Friday, May 23, 2003
Suffer the little children...
At 6:35 PM, Everett Joseph was born. About 2 hours later, he died. I watched both the birth and the death of this precious little baby. I have never in my life experienced anything so beautiful and so horrible. He was less than a pound. He was 10 inches long. He had beautiful long fingers. He was a beautiful little boy.
I struggle with the "why". My good friends, John & Denise, lost Marie just 3 years ago. She was nearly full term, but she had a hole in her heart. They knew for two weeks that Marie wasn't going to make it, and they had time to prepare before they induced labor and delivered their stillborn child. But this time, everything was fine. Every test came out perfect. They picked out a name, and then after she was past 20 weeks, they told everyone the good news. Last week, they bought the crib and set it up. Yesterday, she was fine. Today, I watched a life that was formed by God in the womb be taken away. I saw the little innocent that God had known since before conception. God already knew EJ (yeah, they were gonna call him EJ). Today, I held Denise's hand as she screamed at God and asked him why He took her babies. She asked me why. I couldn't answer her.
Our incredible pastor came to be with them as they said goodbye to EJ. He said the most beautiful, loving words. He cared for them as only our pastor can. He grieved with them. He committed that little soul to God and asked Jesus to care for him. Thank you, dear friend, for being there for them... and for me.
I missed Lisa's final graduation dinner. She's graduating in the top 10 of her class, so she got to choose a teacher that she considers a hero, and they honored those teachers at the dinner tonight. I missed being with my child, but I was able to hold my friend's hand as she let go of her own child. I called the kids when I got home from the hospital to tell them how thankful I was for them... how thankful I am that they're healthy... and how proud I am of them -- something Denise will never be able to do with Marie and EJ. Thank you, God, for my children. I love them so. Thank you, Michael, for standing in for both of us. Michael was alseep when I got home, so I just climbed into bed, held him for a few seconds and he squeezed my hand... it was enough to know "I'm here, honey." Of course, it was also enough to know, "honey, I've gotta get back to sleep!" It was good enough for me.
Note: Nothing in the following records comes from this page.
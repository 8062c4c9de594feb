//! End-to-end docking scenarios driven through the public API.

use dockyard_common::{DockEvent, DockLocation, Rect, Vec2};
use dockyard_layout::{
    load_layout_from_path, save_layout_to_path, Docker, LayoutSnapshot, NodeId, Orientation, Panel,
};

const SCREEN: Rect = Rect::new(0.0, 0.0, 1280.0, 800.0);

fn docker() -> Docker {
    let mut d = Docker::new();
    d.register_panel_type("editor", |p: &mut Panel| p.title = "Editor".into(), true);
    d.register_panel_type(
        "outline",
        |p: &mut Panel| {
            p.title = "Outline".into();
            p.min_size = Vec2::new(120.0, 80.0);
            p.size = Vec2::new(240.0, -1.0);
        },
        true,
    );
    d
}

#[test]
fn dock_then_split() {
    let mut d = docker();
    let a = d.add_panel("editor", DockLocation::Left, None).unwrap();

    let root = d.root().as_splitter().expect("root becomes a splitter");
    let splitter = d.splitter(root).unwrap();
    assert_eq!(splitter.orientation(), Orientation::Horizontal);
    assert_eq!(splitter.pane(0), Some(NodeId::Frame(d.frame_of(a).unwrap())));
    assert_eq!(splitter.pane(1), Some(NodeId::Frame(d.center())));
    assert!((splitter.ratio() - 0.4).abs() < 1e-9);
    assert!(splitter.pane(2).is_none());
}

#[test]
fn natural_size_sets_first_layout_ratio() {
    let mut d = docker();
    let outline = d.add_panel("outline", DockLocation::Left, None).unwrap();
    d.update_layout(SCREEN);

    let rect = d.frame_rect(d.frame_of(outline).unwrap()).unwrap();
    // The center states no width, so the stored 0.4 survives.
    assert!((rect.width - 0.4 * 1276.0).abs() < 1e-6);

    assert!(d.remove_panel(outline));
    d.panel_mut(d.center_panel()).unwrap().size = Vec2::new(960.0, -1.0);
    let outline = d.add_panel("outline", DockLocation::Left, None).unwrap();
    d.update_layout(SCREEN);
    let rect = d.frame_rect(d.frame_of(outline).unwrap()).unwrap();
    assert!((rect.width - 240.0).abs() < 1e-6);

    // A split below the root keeps its placeholder ratio.
    let second = d.add_panel("outline", DockLocation::Right, None).unwrap();
    d.update_layout(SCREEN);
    let inner = d.frame(d.frame_of(second).unwrap()).unwrap().parent().unwrap();
    assert!((d.splitter(inner).unwrap().ratio() - 0.6).abs() < 1e-9);
    let rect = d.frame_rect(d.frame_of(outline).unwrap()).unwrap();
    assert!((rect.width - 240.0).abs() < 1e-6);
}

#[test]
fn removing_last_panel_collapses_split() {
    let mut d = docker();
    let a = d.add_panel("editor", DockLocation::Left, None).unwrap();
    let b = d.add_panel("editor", DockLocation::Bottom, Some(a)).unwrap();
    let b_frame = d.frame_of(b).unwrap();
    let splitters_before = d.splitter_ids().len();

    assert!(d.remove_panel(a));
    assert_eq!(d.splitter_ids().len(), splitters_before - 1);
    let root = d.root().as_splitter().unwrap();
    assert_eq!(d.splitter(root).unwrap().pane(0), Some(NodeId::Frame(b_frame)));

    assert!(d.remove_panel(b));
    assert_eq!(d.root(), NodeId::Frame(d.center()));
    assert!(d.check_invariants().is_ok());
}

#[test]
fn drag_release_without_anchor_floats_near_pointer() {
    let mut d = docker();
    let a = d.add_panel("editor", DockLocation::Left, None).unwrap();
    d.add_panel("editor", DockLocation::Stacked, Some(a)).unwrap();
    d.update_layout(SCREEN);
    d.drain_events();

    let grab = Vec2::new(40.0, 8.0);
    assert!(d.begin_tab_drag(a, grab));
    let release = Vec2::new(760.0, 400.0);
    assert!(d.drag_to(release).is_none());
    assert!(d.end_drag(release));

    let frame = d.frame(d.frame_of(a).unwrap()).unwrap();
    assert!(frame.is_floating());
    assert!((frame.rect().x - (release.x - grab.x)).abs() < 1e-6);
    assert!((frame.rect().y - (release.y - grab.y)).abs() < 1e-6);

    let detached = d
        .drain_events()
        .into_iter()
        .filter(|e| *e == DockEvent::Detached(a))
        .count();
    assert_eq!(detached, 1);
    assert!(d.check_invariants().is_ok());
}

#[test]
fn floating_frame_redocks_by_drag() {
    let mut d = docker();
    let f = d.add_panel("editor", DockLocation::Float, None).unwrap();
    d.update_layout(SCREEN);
    let frame = d.frame_of(f).unwrap();
    let rect = d.frame_rect(frame).unwrap();
    d.drain_events();

    let grab = Vec2::new(rect.x + 10.0, rect.y + 5.0);
    assert!(d.begin_frame_drag(frame, grab));
    // Left band of the center frame, well away from the floater.
    assert!(d.end_drag(Vec2::new(20.0, 400.0)));

    let docked = d.frame(d.frame_of(f).unwrap()).unwrap();
    assert!(!docked.is_floating());
    assert!(d.floating_frames().is_empty());
    assert!(d.drain_events().contains(&DockEvent::Attached(f)));
    assert!(d.check_invariants().is_ok());
}

#[test]
fn layout_survives_a_file_round_trip() {
    let mut d = docker();
    let a = d.add_panel("editor", DockLocation::Left, None).unwrap();
    d.add_panel("outline", DockLocation::Stacked, Some(a)).unwrap();
    d.add_panel("editor", DockLocation::Top, None).unwrap();
    d.add_panel("outline", DockLocation::Float, None).unwrap();
    d.update_layout(SCREEN);
    let splitter = d.root().as_splitter().unwrap();
    d.drag_splitter(splitter, Vec2::new(300.0, 400.0));

    let dir = tempfile::tempdir().unwrap();
    let path = dir.path().join("layout.json");
    save_layout_to_path(&d, &path).unwrap();

    let json = std::fs::read_to_string(&path).unwrap();
    let parsed = LayoutSnapshot::from_json(&json).unwrap();
    assert_eq!(parsed, d.save());

    let mut restored = docker();
    load_layout_from_path(&mut restored, &path).unwrap();
    assert_eq!(restored.save(), d.save());
    assert_eq!(restored.panel_count(), 4);
    assert!(restored.check_invariants().is_ok());
}

#[test]
fn restore_into_a_docker_missing_a_type() {
    let mut d = docker();
    let a = d.add_panel("editor", DockLocation::Left, None).unwrap();
    d.add_panel("outline", DockLocation::Stacked, Some(a)).unwrap();
    d.add_panel("outline", DockLocation::Right, None).unwrap();
    let snapshot = d.save();

    let mut sparse = Docker::new();
    sparse.register_panel_type("editor", |_: &mut Panel| {}, true);
    sparse.restore(&snapshot).unwrap();

    assert_eq!(sparse.panel_count(), 1);
    let types: Vec<_> = sparse
        .panel_ids()
        .into_iter()
        .filter_map(|id| sparse.panel(id).map(|p| p.panel_type().to_string()))
        .collect();
    assert_eq!(types, vec!["editor"]);
    assert!(sparse.check_invariants().is_ok());
}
Tomorrow, Denise will go home to the empty crib and empty nursery that she so desperately wanted to fill with her little one. But waiting for her there is her beautiful son, Garrett, who is happy, healthy, and full of life. He was so looking forward to a little brother, but he's young and he'll be OK. He has such a tender spirit, and I'm sure he'll sense his mother's sadness and will love and cuddle her until her sad heart becomes glad again. God bless you, Garrett.
Jesus, You enjoyed children here on earth. You got upset with your friends for not letting the children come and play with you. You scolded them because you wanted the children to come to be with you. Take EJ into your loving arms... hold him... care for him... give him the body to run and play with his sister, Marie. And scoop them up in your arms, just like I always picture when I read that scripture. Giggling... laughing... running around your feet and trying to get you to pick them up. Blessing them. Take care of EJ. Bless him.
Suffer the little children to come unto me, and forbid them not. For such is the kingdom of God.